Our Pactum Corporate Finance Fund (PCCF) is special. Therefore, it is important to understand how it differs from other products in the marketplace. In a first step, we need understand the difference between receivable working capital and supply chain finance: yes, the underlying is similar but the method of investment would be as dissimilar as long/short equity compared to high frequency trading!
Supply Chain finance is where a major company offers its suppliers a program to settle the invoices owed to them by the company earlier (for a fee). However, often the major company first extends its payment terms so effectively the suppliers are just paying a fee to get their own cashflow back on track. The company then has extra liquidity which they have borrowed from their customers, who are paying for the honour.
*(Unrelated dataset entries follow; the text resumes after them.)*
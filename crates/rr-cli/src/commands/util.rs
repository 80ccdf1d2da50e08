//! Shared utilities for CLI commands.

use std::path::{Path, PathBuf};

use anyhow::{Context, Result};
use rr_core::{Entries, Race, RaceResults, TimingFeed, TimingFeeds, compute, parse_entries};

use crate::RaceFile;

/// A race definition with every file it refers to read into memory.
#[derive(Debug)]
pub struct RaceInput {
    pub path: PathBuf,
    pub race: Race,
    pub entries: Entries,
    results_name: String,
    results: String,
    paper: Option<(String, String)>,
}

fn read(path: &Path) -> Result<String> {
    std::fs::read_to_string(path).with_context(|| format!("failed to read {}", path.display()))
}

/// Name used for a feed in error messages and notes.
fn feed_name(path: &Path) -> String {
    path.file_name()
        .map_or_else(|| path.display().to_string(), |name| name.to_string_lossy().into_owned())
}

impl RaceInput {
    /// Reads and validates a race definition and its entries.
    pub fn load(path: &Path, config_path: Option<&Path>) -> Result<Self> {
        let text = read(path)?;
        let file = RaceFile::load(path, &text, config_path)
            .with_context(|| format!("failed to load race definition {}", path.display()))?;
        tracing::debug!(?file, "loaded race definition");

        let race = file
            .to_race()
            .with_context(|| format!("invalid race definition {}", path.display()))?;

        let entries_name = feed_name(&file.entries);
        let entries = parse_entries(&entries_name, &read(&file.entries)?)
            .and_then(|parsed| Entries::new(&entries_name, parsed, &race.categories, race.segments()))
            .with_context(|| format!("invalid entries in {}", file.entries.display()))?;

        let paper = match &file.paper_results {
            Some(paper) => Some((feed_name(paper), read(paper)?)),
            None => None,
        };

        Ok(Self {
            path: path.to_path_buf(),
            race,
            entries,
            results_name: feed_name(&file.results),
            results: read(&file.results)?,
            paper,
        })
    }

    /// Runs the results computation.
    pub fn compute(&self) -> Result<RaceResults> {
        let feeds = TimingFeeds {
            primary: TimingFeed {
                name: &self.results_name,
                text: &self.results,
            },
            secondary: self
                .paper
                .as_ref()
                .map(|(name, text)| TimingFeed { name, text }),
        };
        compute(&self.race, &self.entries, feeds)
            .with_context(|| format!("failed to compute results for {}", self.path.display()))
    }
}

/// Loads and computes a race in one step.
pub fn load_results(path: &Path, config_path: Option<&Path>) -> Result<RaceResults> {
    RaceInput::load(path, config_path)?.compute()
}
Supply Chain finance can also extend as far as literally funding the supply chain of goods from initial manufacture, via a shipping company, to a plant where value might be added, via local delivery. In this case it is important to be wary as, especially in times of recession, you have many potential points of failure in the chain which could all adversely affect the value of the goods you have financed: any one of the links in the chain could go bankrupt.
On the other hand, receivable working capital finance is where a company has a portfolio of customer invoices which they choose to borrow money against. They may wish to extend payment terms for their customers so those clients can afford to carry more stock or free up cash to make an acquisition. Either way, it is money that is owed to them that they are paying to receive earlier. Of course, given the portfolio of customers might be a superior credit risk to the company itself, it may mean they can borrow more cheaply against the client invoice portfolio than they could normally themselves.
If we now consider the various competing funds in the marketplace, we note more areas where PCCF distinguishes itself from other offerings:
Firstly, some of the best-known Supply Chain Finance funds in the marketplace source all their investments from one company who often control the investment decisions thus causing rise of a question of conflict of interest.
Secondly, the credit quality/ return profile of these funds compares very poorly to our own PCCF. Not least in that the credit risk is much less diversified than in a receivables fund: the credit risk is to a number of major companies who owe their suppliers, while a receivables fund has a very diverse credit exposure across the full spectrum of corporate customers. This diverse credit risk is also insured in our PCCF fund against non-payment by an investment-grade insurer giving the portfolio an investment grade cover.
There have been other receivable working capital or factoring funds in the marketplace that have run into trouble. But instead of buying the receivables like PCCF does (on a true-sale basis into an SPV) they simply made loans to 3rd parties who were supposed to purchase eligible receivables with the funds but don’t appear to have always done so. We retain control of the capital at all times with cash only being released in return for a credit-insured receivable.
So whilst we are all “working capital” investors, like equity funds, there are many different types and approaches, some more secure than others.